→ Work item
Copy, from the entries below, each line where the word "info" can be found.

→ Data for the task
****************************************

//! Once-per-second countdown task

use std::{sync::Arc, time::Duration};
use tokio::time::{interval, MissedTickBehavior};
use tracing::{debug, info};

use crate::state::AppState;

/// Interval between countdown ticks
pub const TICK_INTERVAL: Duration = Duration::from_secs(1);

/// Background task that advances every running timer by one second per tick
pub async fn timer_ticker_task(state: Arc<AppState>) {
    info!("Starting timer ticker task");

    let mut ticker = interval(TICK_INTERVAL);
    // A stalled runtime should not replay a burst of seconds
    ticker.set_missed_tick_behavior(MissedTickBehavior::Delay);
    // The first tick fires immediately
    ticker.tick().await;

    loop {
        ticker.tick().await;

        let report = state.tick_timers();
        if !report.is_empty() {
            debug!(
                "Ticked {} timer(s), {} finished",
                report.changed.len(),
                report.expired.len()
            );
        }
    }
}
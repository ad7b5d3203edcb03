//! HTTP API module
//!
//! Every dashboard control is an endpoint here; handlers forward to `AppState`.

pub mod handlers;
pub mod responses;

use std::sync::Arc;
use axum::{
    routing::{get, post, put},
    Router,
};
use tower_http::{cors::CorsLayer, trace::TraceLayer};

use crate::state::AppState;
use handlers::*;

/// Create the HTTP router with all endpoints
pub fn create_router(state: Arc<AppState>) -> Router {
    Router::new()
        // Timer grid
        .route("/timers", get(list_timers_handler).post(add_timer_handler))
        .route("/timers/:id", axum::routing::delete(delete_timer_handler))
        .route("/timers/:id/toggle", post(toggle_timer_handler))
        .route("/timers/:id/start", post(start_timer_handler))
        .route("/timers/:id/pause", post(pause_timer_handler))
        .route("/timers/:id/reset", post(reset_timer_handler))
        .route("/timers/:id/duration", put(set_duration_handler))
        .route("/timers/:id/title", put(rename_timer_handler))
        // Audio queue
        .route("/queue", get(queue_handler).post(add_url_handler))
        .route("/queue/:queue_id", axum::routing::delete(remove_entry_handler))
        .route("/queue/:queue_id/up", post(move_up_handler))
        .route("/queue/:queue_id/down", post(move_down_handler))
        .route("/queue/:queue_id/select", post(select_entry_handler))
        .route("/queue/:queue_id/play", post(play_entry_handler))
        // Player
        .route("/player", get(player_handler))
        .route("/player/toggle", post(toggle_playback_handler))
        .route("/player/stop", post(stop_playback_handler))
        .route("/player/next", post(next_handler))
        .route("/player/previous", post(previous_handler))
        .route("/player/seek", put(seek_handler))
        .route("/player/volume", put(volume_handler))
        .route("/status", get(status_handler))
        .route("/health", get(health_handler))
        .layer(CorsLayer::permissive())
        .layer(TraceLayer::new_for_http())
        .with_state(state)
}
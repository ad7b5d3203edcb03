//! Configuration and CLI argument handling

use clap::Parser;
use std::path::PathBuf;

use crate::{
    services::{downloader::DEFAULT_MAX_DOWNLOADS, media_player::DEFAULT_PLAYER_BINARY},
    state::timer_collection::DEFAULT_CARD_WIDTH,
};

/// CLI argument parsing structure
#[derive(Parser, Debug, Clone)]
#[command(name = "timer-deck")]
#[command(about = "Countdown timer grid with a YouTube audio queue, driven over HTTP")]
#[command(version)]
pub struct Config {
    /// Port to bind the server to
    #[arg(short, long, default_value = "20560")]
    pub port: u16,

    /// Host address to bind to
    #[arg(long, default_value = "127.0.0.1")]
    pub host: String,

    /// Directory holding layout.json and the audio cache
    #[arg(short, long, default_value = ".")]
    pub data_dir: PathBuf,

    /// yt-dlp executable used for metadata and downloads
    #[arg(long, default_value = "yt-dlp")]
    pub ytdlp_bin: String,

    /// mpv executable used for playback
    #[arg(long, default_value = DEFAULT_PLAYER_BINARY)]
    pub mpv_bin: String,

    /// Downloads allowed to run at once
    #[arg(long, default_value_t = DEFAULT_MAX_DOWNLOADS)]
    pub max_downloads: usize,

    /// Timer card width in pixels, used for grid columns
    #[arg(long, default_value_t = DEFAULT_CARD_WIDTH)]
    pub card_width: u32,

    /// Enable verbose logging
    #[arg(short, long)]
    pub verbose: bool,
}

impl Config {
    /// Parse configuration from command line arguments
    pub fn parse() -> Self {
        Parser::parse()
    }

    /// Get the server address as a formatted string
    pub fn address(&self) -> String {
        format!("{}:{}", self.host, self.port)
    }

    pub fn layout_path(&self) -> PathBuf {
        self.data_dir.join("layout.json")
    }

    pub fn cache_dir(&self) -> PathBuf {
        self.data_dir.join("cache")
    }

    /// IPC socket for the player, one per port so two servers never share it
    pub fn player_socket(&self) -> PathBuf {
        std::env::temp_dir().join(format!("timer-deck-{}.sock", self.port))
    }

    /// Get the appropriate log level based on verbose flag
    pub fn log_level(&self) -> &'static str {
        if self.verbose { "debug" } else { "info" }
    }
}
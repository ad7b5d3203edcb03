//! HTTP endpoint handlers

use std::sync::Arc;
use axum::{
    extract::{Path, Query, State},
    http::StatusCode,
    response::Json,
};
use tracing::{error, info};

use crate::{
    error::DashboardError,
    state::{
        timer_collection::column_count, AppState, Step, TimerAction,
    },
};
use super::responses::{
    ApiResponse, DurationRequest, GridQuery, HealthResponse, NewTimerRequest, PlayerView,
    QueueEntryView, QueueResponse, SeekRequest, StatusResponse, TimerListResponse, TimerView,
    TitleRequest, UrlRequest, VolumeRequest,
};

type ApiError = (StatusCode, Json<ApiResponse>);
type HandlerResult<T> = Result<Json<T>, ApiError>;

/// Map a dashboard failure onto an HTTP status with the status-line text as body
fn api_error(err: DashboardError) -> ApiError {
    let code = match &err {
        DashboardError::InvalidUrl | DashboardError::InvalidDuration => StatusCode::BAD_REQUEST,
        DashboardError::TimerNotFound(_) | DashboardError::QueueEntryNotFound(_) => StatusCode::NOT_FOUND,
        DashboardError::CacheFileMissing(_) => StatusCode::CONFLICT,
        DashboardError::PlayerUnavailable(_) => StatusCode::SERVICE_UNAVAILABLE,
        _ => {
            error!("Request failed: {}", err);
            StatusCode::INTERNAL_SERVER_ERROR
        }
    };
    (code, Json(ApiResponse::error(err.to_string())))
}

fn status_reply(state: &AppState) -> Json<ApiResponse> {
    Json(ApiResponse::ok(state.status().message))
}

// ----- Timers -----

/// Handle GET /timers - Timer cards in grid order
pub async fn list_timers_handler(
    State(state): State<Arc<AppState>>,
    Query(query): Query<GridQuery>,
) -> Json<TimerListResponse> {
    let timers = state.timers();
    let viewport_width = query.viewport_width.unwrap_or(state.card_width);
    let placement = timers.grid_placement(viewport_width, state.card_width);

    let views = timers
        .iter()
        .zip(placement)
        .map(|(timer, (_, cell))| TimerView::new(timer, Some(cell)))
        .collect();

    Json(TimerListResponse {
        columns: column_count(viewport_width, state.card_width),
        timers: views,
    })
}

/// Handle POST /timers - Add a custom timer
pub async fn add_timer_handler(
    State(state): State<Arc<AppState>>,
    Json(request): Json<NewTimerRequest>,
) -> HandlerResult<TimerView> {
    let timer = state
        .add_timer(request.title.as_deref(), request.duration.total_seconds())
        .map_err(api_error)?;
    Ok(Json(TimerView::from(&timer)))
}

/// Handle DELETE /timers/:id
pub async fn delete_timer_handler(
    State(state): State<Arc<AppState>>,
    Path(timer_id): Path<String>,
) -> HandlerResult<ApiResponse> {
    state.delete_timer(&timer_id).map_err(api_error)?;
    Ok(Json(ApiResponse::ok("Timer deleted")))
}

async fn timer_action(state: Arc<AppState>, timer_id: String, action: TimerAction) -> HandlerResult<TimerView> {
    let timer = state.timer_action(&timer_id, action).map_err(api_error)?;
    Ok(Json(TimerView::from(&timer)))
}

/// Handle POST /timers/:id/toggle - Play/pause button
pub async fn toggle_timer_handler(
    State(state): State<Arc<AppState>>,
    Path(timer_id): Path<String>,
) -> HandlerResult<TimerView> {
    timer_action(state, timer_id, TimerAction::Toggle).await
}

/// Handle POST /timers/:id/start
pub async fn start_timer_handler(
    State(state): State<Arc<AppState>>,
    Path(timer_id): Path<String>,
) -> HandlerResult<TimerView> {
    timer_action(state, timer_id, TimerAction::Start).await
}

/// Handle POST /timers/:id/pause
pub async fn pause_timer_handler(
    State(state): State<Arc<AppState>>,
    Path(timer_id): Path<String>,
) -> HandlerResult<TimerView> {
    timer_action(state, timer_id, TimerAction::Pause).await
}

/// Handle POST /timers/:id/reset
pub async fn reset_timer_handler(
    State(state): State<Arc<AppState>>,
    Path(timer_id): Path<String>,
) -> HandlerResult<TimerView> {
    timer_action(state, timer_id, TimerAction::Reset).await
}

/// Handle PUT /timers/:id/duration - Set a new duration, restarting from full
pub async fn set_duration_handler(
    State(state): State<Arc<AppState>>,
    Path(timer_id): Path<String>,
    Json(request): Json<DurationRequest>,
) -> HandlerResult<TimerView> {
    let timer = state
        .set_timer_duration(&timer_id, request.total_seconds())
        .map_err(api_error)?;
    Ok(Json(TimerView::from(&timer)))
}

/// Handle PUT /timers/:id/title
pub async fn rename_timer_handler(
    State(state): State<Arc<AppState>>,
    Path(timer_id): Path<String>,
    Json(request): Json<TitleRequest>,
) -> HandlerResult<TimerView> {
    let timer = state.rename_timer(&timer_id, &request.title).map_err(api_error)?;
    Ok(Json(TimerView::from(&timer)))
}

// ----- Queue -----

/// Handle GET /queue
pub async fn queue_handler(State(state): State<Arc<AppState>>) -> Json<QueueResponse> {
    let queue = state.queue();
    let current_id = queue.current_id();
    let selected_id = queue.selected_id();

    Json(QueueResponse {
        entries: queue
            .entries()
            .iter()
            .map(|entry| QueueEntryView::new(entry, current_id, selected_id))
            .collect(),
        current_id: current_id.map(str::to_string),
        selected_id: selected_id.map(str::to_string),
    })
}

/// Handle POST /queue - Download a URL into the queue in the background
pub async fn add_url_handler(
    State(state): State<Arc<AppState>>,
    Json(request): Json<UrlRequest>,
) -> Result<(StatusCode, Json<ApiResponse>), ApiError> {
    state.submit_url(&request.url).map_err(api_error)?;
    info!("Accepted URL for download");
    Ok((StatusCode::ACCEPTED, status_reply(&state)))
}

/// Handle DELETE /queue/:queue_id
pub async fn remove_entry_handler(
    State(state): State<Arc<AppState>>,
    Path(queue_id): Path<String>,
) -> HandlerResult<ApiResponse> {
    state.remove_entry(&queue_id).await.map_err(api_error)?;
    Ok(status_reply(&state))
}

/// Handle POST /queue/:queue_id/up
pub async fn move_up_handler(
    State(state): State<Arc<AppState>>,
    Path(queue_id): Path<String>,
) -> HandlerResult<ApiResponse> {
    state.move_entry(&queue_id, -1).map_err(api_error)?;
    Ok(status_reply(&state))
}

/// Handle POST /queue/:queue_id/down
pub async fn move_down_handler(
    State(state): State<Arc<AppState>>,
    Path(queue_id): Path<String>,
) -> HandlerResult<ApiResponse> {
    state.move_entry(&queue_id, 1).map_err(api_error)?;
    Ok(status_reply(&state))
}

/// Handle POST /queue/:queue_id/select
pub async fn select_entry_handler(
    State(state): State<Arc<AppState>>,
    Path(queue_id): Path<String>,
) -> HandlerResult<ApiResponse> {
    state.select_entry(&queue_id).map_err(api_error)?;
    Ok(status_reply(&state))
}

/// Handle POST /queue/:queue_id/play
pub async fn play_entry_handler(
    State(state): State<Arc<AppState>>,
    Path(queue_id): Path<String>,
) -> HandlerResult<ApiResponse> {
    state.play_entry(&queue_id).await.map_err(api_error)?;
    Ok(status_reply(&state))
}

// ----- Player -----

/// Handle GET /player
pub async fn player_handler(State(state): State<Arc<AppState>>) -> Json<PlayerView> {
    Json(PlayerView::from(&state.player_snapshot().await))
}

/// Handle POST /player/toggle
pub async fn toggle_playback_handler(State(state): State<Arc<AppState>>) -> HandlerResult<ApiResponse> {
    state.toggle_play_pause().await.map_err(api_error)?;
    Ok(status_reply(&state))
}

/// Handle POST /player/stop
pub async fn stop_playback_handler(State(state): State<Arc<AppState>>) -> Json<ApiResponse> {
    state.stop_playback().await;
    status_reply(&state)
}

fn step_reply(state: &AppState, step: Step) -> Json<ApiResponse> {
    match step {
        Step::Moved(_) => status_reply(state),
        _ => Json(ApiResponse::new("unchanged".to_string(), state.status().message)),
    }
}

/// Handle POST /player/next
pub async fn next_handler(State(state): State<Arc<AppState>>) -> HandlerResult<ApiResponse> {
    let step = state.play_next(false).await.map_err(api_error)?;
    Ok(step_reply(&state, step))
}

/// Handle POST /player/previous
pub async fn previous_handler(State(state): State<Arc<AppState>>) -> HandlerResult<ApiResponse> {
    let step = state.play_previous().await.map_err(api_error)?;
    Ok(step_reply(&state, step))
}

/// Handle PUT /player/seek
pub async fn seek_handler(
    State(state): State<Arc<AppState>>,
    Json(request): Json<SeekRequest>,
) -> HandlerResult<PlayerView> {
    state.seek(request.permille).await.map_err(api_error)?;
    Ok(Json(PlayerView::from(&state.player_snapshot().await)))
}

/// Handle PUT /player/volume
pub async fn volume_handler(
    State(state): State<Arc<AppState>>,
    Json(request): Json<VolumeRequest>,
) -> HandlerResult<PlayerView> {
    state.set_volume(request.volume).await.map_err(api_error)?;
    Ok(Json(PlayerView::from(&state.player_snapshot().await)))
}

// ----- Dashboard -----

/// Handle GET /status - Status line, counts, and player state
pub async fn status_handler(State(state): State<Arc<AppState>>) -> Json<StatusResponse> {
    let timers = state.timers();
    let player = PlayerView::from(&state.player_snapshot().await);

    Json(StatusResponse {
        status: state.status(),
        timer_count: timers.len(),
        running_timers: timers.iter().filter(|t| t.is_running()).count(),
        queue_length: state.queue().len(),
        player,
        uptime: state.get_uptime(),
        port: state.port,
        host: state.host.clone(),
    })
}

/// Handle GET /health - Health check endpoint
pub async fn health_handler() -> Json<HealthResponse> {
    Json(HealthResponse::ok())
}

****************************************

→ Answer to this problem
use tracing::{debug, info};
    info!("Starting timer ticker task");
        if self.verbose { "debug" } else { "info" }
use tracing::{error, info};
    info!("Accepted URL for download");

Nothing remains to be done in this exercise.